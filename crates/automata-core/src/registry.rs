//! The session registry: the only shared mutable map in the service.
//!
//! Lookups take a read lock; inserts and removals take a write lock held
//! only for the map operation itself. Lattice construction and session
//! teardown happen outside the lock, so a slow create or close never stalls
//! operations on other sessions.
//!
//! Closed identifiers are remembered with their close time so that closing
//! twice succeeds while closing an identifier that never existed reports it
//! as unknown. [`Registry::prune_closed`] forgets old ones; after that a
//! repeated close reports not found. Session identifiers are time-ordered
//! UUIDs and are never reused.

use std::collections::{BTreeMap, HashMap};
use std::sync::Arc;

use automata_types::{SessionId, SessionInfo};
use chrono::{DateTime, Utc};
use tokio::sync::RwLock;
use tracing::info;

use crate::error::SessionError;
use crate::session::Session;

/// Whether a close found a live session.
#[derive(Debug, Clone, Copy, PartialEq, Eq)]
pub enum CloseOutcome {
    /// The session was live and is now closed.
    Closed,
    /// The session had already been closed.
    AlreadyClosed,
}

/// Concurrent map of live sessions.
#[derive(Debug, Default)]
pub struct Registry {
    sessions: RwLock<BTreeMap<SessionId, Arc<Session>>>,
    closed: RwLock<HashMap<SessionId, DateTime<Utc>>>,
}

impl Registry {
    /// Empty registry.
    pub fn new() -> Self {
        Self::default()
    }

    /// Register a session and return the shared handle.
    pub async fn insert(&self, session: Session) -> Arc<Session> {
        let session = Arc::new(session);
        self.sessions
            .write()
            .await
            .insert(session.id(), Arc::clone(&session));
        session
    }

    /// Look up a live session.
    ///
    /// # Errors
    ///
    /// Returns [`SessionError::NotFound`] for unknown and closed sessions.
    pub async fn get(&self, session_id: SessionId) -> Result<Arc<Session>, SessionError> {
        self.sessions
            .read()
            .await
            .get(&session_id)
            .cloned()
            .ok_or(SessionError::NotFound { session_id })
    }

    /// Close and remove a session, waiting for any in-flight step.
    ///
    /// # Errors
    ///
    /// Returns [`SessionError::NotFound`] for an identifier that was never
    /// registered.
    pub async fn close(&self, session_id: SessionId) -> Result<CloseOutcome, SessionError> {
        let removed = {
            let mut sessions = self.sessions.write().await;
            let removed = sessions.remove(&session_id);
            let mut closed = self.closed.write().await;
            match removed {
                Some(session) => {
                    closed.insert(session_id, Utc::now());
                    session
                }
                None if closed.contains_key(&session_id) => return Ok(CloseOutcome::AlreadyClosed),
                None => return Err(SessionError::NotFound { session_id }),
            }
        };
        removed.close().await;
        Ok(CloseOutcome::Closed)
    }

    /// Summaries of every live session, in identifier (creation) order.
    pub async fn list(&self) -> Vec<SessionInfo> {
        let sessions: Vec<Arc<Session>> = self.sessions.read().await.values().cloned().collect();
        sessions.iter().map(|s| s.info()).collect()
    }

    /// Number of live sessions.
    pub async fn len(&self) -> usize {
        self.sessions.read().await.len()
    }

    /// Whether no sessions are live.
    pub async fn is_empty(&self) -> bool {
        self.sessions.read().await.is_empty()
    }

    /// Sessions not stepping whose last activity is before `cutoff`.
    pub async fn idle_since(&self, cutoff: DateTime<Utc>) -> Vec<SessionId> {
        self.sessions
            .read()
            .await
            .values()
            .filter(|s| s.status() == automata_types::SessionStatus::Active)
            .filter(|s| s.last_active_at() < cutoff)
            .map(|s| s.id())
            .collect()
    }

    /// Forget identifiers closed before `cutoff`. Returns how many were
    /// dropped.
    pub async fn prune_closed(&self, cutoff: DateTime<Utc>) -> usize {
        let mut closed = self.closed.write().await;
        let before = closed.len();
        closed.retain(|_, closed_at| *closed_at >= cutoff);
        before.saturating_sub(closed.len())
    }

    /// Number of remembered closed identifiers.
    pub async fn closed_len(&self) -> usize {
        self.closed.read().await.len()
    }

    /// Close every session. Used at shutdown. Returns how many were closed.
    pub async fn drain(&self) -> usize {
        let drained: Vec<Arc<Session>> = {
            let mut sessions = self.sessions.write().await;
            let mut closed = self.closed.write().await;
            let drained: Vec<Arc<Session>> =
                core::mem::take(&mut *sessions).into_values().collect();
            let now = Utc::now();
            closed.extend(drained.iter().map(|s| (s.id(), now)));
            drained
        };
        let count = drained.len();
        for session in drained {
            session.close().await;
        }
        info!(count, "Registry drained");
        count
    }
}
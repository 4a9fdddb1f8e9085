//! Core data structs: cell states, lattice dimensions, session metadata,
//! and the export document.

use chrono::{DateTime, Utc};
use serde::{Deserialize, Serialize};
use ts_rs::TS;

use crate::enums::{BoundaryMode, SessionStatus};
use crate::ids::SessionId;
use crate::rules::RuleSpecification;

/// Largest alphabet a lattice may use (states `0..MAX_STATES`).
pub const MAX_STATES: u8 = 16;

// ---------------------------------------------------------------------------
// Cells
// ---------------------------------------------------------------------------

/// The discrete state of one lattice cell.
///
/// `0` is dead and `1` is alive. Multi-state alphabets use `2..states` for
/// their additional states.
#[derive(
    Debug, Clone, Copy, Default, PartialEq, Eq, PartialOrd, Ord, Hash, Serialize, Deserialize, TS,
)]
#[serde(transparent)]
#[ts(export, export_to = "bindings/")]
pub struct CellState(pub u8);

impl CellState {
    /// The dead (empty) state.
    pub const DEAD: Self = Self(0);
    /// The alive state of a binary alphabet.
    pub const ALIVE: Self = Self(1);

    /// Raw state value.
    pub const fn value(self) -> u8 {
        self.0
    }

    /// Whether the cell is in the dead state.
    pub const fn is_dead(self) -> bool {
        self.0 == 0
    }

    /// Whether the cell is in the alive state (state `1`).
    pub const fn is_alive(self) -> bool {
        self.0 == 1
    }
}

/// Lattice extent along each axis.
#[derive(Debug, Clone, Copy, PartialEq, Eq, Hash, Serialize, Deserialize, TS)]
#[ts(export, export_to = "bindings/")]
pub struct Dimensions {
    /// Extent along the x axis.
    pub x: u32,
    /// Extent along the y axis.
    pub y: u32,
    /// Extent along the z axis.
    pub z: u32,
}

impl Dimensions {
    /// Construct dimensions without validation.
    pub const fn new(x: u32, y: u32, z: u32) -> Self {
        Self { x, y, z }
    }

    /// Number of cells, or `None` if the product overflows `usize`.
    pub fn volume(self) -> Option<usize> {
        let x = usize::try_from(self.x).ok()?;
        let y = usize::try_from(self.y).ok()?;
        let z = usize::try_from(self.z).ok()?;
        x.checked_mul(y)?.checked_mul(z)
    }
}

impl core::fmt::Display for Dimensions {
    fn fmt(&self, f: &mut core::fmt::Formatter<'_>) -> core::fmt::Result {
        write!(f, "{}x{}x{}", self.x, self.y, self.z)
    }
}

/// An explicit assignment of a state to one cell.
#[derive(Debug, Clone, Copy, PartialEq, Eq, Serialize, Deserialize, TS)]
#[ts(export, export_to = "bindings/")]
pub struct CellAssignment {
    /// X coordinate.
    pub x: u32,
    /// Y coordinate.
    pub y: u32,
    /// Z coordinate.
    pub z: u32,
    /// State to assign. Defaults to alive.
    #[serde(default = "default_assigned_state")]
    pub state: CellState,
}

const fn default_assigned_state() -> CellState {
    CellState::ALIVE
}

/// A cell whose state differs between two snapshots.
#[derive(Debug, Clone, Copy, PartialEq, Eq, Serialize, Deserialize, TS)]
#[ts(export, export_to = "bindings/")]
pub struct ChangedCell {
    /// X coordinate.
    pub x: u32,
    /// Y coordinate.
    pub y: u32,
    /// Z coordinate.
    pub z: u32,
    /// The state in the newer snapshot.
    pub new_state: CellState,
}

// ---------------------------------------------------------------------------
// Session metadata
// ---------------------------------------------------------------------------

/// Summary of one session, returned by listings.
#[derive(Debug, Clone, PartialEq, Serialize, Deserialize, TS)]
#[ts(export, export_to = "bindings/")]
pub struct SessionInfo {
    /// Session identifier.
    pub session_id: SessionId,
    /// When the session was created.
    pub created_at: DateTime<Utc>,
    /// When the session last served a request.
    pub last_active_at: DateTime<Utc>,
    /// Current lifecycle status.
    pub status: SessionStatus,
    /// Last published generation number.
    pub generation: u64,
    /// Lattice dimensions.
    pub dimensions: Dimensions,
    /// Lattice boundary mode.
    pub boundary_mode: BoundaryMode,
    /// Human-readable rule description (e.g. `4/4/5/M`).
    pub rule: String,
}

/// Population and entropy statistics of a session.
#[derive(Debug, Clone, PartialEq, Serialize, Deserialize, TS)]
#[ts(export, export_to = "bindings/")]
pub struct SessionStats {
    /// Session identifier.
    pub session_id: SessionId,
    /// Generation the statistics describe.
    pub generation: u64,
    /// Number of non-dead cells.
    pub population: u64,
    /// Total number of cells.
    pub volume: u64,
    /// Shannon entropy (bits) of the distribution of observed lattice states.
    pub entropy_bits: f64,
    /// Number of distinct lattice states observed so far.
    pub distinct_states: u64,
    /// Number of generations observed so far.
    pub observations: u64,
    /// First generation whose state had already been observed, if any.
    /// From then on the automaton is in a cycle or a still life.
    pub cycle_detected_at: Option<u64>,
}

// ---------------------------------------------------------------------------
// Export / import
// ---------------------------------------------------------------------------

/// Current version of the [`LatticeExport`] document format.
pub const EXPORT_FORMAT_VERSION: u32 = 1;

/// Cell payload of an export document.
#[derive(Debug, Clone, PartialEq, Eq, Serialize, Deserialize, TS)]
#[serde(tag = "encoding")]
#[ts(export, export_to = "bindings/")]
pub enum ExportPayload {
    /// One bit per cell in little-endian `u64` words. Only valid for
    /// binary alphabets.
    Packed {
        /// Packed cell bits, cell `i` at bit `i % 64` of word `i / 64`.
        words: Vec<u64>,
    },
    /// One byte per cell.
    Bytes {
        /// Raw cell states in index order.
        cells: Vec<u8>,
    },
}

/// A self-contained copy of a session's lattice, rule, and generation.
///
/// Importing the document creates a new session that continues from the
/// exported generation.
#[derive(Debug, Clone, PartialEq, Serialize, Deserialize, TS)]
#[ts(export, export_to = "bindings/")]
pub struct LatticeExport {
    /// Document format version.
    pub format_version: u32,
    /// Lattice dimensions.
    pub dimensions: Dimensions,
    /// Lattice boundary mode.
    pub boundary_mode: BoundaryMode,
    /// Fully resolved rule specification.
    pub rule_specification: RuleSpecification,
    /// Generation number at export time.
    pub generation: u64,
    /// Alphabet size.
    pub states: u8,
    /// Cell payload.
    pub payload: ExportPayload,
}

========

The response should be the listing above, limited to the lines between the one holding "let count = drained.len();" and the one holding "use ts_rs::TS;", inclusive, reproduced exactly.

◆ **Task output**:
        let count = drained.len();
        for session in drained {
            session.close().await;
        }
        info!(count, "Registry drained");
        count
    }
}
repository 4a9fdddb1f8e9085
//! Core data structs: cell states, lattice dimensions, session metadata,
//! and the export document.

use chrono::{DateTime, Utc};
use serde::{Deserialize, Serialize};
use ts_rs::TS;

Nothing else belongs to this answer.